# What the exercise asks:
Once you find the line containing "filename src/core/reconcile.rs" in the data below, copy it and each following line exactly, up to and including the line containing "keys starting with", and nothing else.

# Stored data:
-- Opening Marker --

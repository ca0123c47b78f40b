//! Command helper methods for Test.

use super::Test;
use assert_cmd::Command;
use std::process::Output;

impl Test {
    /// Create a stowaway command with correct environment variables.
    ///
    /// Returns a Command configured with:
    /// - HOME set to the temporary home directory
    /// - Current directory set to the test project directory
    /// - Colors and log overrides disabled
    pub fn cmd(&self) -> Command {
        #[allow(deprecated)]
        let mut cmd = Command::cargo_bin("stowaway").expect("failed to find stowaway binary");
        cmd.env("HOME", self.home.path());
        // Windows uses USERPROFILE instead of HOME for home directory
        cmd.env("USERPROFILE", self.home.path());
        cmd.env("NO_COLOR", "1");
        cmd.env_remove("STOWAWAY_LOG");
        cmd.current_dir(self.dir.path());
        cmd
    }

    /// Shortcut for `stowaway init --name <name>`.
    pub fn init_cmd(&self, name: &str) -> Output {
        self.cmd()
            .args(["init", "--name", name])
            .output()
            .expect("failed to run stowaway init")
    }

    /// Shortcut for `stowaway secrets set KEY=VALUE...`.
    pub fn set(&self, assignments: &[&str]) -> Output {
        self.cmd()
            .args(["secrets", "set"])
            .args(assignments)
            .output()
            .expect("failed to run stowaway secrets set")
    }

    /// `stowaway secrets set` in a specific environment.
    pub fn set_in(&self, env: &str, assignments: &[&str]) -> Output {
        self.cmd()
            .args(["secrets", "--env", env, "set"])
            .args(assignments)
            .output()
            .expect("failed to run stowaway secrets set")
    }

    /// Shortcut for `stowaway secrets get NAME...`.
    pub fn get(&self, names: &[&str]) -> Output {
        self.cmd()
            .args(["secrets", "get"])
            .args(names)
            .output()
            .expect("failed to run stowaway secrets get")
    }

    /// Shortcut for `stowaway secrets delete NAME...`.
    pub fn delete(&self, names: &[&str]) -> Output {
        self.cmd()
            .args(["secrets", "delete"])
            .args(names)
            .output()
            .expect("failed to run stowaway secrets delete")
    }

    /// Shortcut for `stowaway secrets`.
    pub fn list(&self) -> Output {
        self.cmd()
            .arg("secrets")
            .output()
            .expect("failed to run stowaway secrets")
    }

    /// `stowaway secrets` in a specific environment.
    pub fn list_in(&self, env: &str) -> Output {
        self.cmd()
            .args(["secrets", "--env", env])
            .output()
            .expect("failed to run stowaway secrets")
    }

    /// Shortcut for `stowaway secrets generate-example-env`.
    pub fn example_env(&self) -> Output {
        self.cmd()
            .args(["secrets", "generate-example-env"])
            .output()
            .expect("failed to run stowaway secrets generate-example-env")
    }

    /// Raw contents of the file-backed store.
    pub fn store_contents(&self) -> String {
        std::fs::read_to_string(self.dir.path().join(".stowaway/remote.json"))
            .expect("failed to read store")
    }
}
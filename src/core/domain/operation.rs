//! Reconciliation decisions, kept for display.

use std::fmt;

use crate::core::types::SecretKey;

/// What reconciliation decided for one desired secret.
#[derive(Debug, Clone, Copy, PartialEq, Eq, Hash)]
pub enum OperationKind {
    /// Key was absent remotely and goes into the create batch.
    Created,
    /// Key exists remotely with a different value and goes into the modify batch.
    Modified,
    /// Key exists remotely with the same value; nothing is sent.
    Unchanged,
}

impl OperationKind {
    /// Status text shown in the operations table.
    pub fn status(&self) -> &'static str {
        match self {
            Self::Created => "SECRET CREATED",
            Self::Modified => "SECRET VALUE MODIFIED",
            Self::Unchanged => "SECRET VALUE UNCHANGED",
        }
    }
}

impl fmt::Display for OperationKind {
    fn fmt(&self, f: &mut fmt::Formatter<'_>) -> fmt::Result {
        f.write_str(self.status())
    }
}

/// Audit record of one reconciliation decision.
#[derive(Debug, Clone, PartialEq, Eq)]
pub struct SecretOperation {
    pub key: SecretKey,
    pub value: String,
    pub kind: OperationKind,
}
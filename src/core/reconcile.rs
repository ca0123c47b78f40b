//! Reconciliation engine.
//!
//! Diffs a desired secret set against the remote set and partitions it into
//! a create batch, a modify batch and an ordered operation log. The remote set
//! is never touched here; applying the batches is the caller's job.

use std::collections::{HashMap, HashSet};

use tracing::debug;

use crate::core::cipher::{self, ProjectKey};
use crate::core::domain::{
    normalize_key, OperationKind, SealedSecret, SecretEntry, SecretOperation, SecretType,
};
use crate::core::types::{SecretId, SecretKey};
use crate::core::validation::{validate_key, validate_value};
use crate::error::{Result, SecretError, ValidationError};

/// Index remote entries by normalized key. Later duplicates win.
pub fn index_by_key(remote: &[SecretEntry]) -> HashMap<SecretKey, &SecretEntry> {
    remote
        .iter()
        .map(|entry| (normalize_key(&entry.key), entry))
        .collect()
}

/// Outcome of reconciling a desired set against the remote set.
#[derive(Debug)]
pub struct Plan {
    to_create: Vec<SealedSecret>,
    to_modify: Vec<SealedSecret>,
    operations: Vec<SecretOperation>,
}

impl Plan {
    /// Reconcile `desired` against `remote`.
    ///
    /// Each desired pair is validated, normalized and classified in input
    /// order. Validation is fail-fast: the first bad pair aborts the whole
    /// plan. Modification eligibility compares plaintext values.
    ///
    /// # Arguments
    ///
    /// * `desired` - `(key, value)` pairs in argument order
    /// * `remote` - The current remote secrets, opened to plaintext
    /// * `key` - The recovered project key
    ///
    /// # Errors
    ///
    /// Returns `ValidationError` for empty keys or values, keys starting with
    /// a number, or a key given twice; `CipherError` if sealing fails.
    pub fn compute(
        desired: &[(String, String)],
        remote: &[SecretEntry],
        key: &ProjectKey,
    ) -> Result<Self> {
        let by_key = index_by_key(remote);
        let mut seen = HashSet::new();

        let mut to_create = Vec::new();
        let mut to_modify = Vec::new();
        let mut operations = Vec::with_capacity(desired.len());

        for (raw_key, value) in desired {
            validate_key(raw_key)?;
            validate_value(raw_key, value)?;

            let secret_key = normalize_key(raw_key);
            if !seen.insert(secret_key.clone()) {
                return Err(ValidationError::DuplicateKey(secret_key).into());
            }

            let kind = match by_key.get(&secret_key) {
                Some(existing) if existing.value != *value => {
                    to_modify.push(SealedSecret {
                        id: Some(existing.id.clone()),
                        sealed_key: None,
                        sealed_value: cipher::seal(value, key)?,
                        secret_type: existing.secret_type,
                    });
                    OperationKind::Modified
                }
                Some(_) => OperationKind::Unchanged,
                None => {
                    to_create.push(SealedSecret {
                        id: None,
                        sealed_key: Some(cipher::seal(&secret_key, key)?),
                        sealed_value: cipher::seal(value, key)?,
                        secret_type: SecretType::Shared,
                    });
                    OperationKind::Created
                }
            };

            operations.push(SecretOperation {
                key: secret_key,
                value: value.clone(),
                kind,
            });
        }

        debug!(
            create = to_create.len(),
            modify = to_modify.len(),
            total = operations.len(),
            "reconciled"
        );

        Ok(Self {
            to_create,
            to_modify,
            operations,
        })
    }

    /// Entries to send in the create batch.
    pub fn to_create(&self) -> &[SealedSecret] {
        &self.to_create
    }

    /// Entries to send in the modify batch.
    pub fn to_modify(&self) -> &[SealedSecret] {
        &self.to_modify
    }

    /// One decision per desired pair, in input order.
    pub fn operations(&self) -> &[SecretOperation] {
        &self.operations
    }

    /// Decisions of a single kind.
    pub fn of_kind(&self, kind: OperationKind) -> Vec<&SecretOperation> {
        self.operations.iter().filter(|op| op.kind == kind).collect()
    }

    /// Whether nothing needs to be sent.
    pub fn is_noop(&self) -> bool {
        self.to_create.is_empty() && self.to_modify.is_empty()
    }
}

/// Reconcile `desired` against `remote`. See [`Plan::compute`].
pub fn reconcile(
    desired: &[(String, String)],
    remote: &[SecretEntry],
    key: &ProjectKey,
) -> Result<Plan> {
    Plan::compute(desired, remote, key)
}

/// Names resolved against the remote set for deletion.
#[derive(Debug, Clone, PartialEq, Eq)]
pub struct DeletionPlan {
    ids: Vec<SecretId>,
    unknown: Vec<String>,
}

impl DeletionPlan {
    /// Ids of the remote entries matching the requested names.
    pub fn ids(&self) -> &[SecretId] {
        &self.ids
    }

    /// Requested names, as given, that matched nothing.
    pub fn unknown(&self) -> &[String] {
        &self.unknown
    }

    /// The ids to delete, or every unknown name if there is any.
    ///
    /// # Errors
    ///
    /// Returns `SecretError::UnknownNames` listing all unknown names; none of
    /// the valid ones may be deleted in that case.
    pub fn into_ids(self) -> Result<Vec<SecretId>> {
        if self.unknown.is_empty() {
            Ok(self.ids)
        } else {
            Err(SecretError::UnknownNames(self.unknown).into())
        }
    }
}

/// Map each requested name (case-insensitive) to the remote entry's id.
pub fn resolve_for_deletion<S: AsRef<str>>(names: &[S], remote: &[SecretEntry]) -> DeletionPlan {
    let by_key = index_by_key(remote);
    let mut ids = Vec::new();
    let mut unknown = Vec::new();

    for name in names {
        let name = name.as_ref();
        match by_key.get(&normalize_key(name)) {
            Some(entry) => ids.push(entry.id.clone()),
            None => unknown.push(name.to_string()),
        }
    }

    debug!(found = ids.len(), unknown = unknown.len(), "resolved names");
    DeletionPlan { ids, unknown }
}

/// Result of looking up one requested name.
#[derive(Debug, Clone, PartialEq, Eq)]
pub enum Lookup<'a> {
    Found(&'a SecretEntry),
    Missing(String),
}

/// Look up requested names (case-insensitive), in request order.
pub fn lookup<'a, S: AsRef<str>>(names: &[S], remote: &'a [SecretEntry]) -> Vec<Lookup<'a>> {
    let by_key = index_by_key(remote);
    names
        .iter()
        .map(|name| match by_key.get(&normalize_key(name.as_ref())) {
            Some(entry) => Lookup::Found(*entry),
            None => Lookup::Missing(name.as_ref().to_string()),
        })
        .collect()
}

-- Closing Marker --

# Result of the exercise:
filename src/core/reconcile.rs
repository ca0123c47b78f40b
//! Reconciliation engine.
//!
//! Diffs a desired secret set against the remote set and partitions it into
//! a create batch, a modify batch and an ordered operation log. The remote set
//! is never touched here; applying the batches is the caller's job.

use std::collections::{HashMap, HashSet};

use tracing::debug;

use crate::core::cipher::{self, ProjectKey};
use crate::core::domain::{
    normalize_key, OperationKind, SealedSecret, SecretEntry, SecretOperation, SecretType,
};
use crate::core::types::{SecretId, SecretKey};
use crate::core::validation::{validate_key, validate_value};
use crate::error::{Result, SecretError, ValidationError};

/// Index remote entries by normalized key. Later duplicates win.
pub fn index_by_key(remote: &[SecretEntry]) -> HashMap<SecretKey, &SecretEntry> {
    remote
        .iter()
        .map(|entry| (normalize_key(&entry.key), entry))
        .collect()
}

/// Outcome of reconciling a desired set against the remote set.
#[derive(Debug)]
pub struct Plan {
    to_create: Vec<SealedSecret>,
    to_modify: Vec<SealedSecret>,
    operations: Vec<SecretOperation>,
}

impl Plan {
    /// Reconcile `desired` against `remote`.
    ///
    /// Each desired pair is validated, normalized and classified in input
    /// order. Validation is fail-fast: the first bad pair aborts the whole
    /// plan. Modification eligibility compares plaintext values.
    ///
    /// # Arguments
    ///
    /// * `desired` - `(key, value)` pairs in argument order
    /// * `remote` - The current remote secrets, opened to plaintext
    /// * `key` - The recovered project key
    ///
    /// # Errors
    ///
    /// Returns `ValidationError` for empty keys or values, keys starting with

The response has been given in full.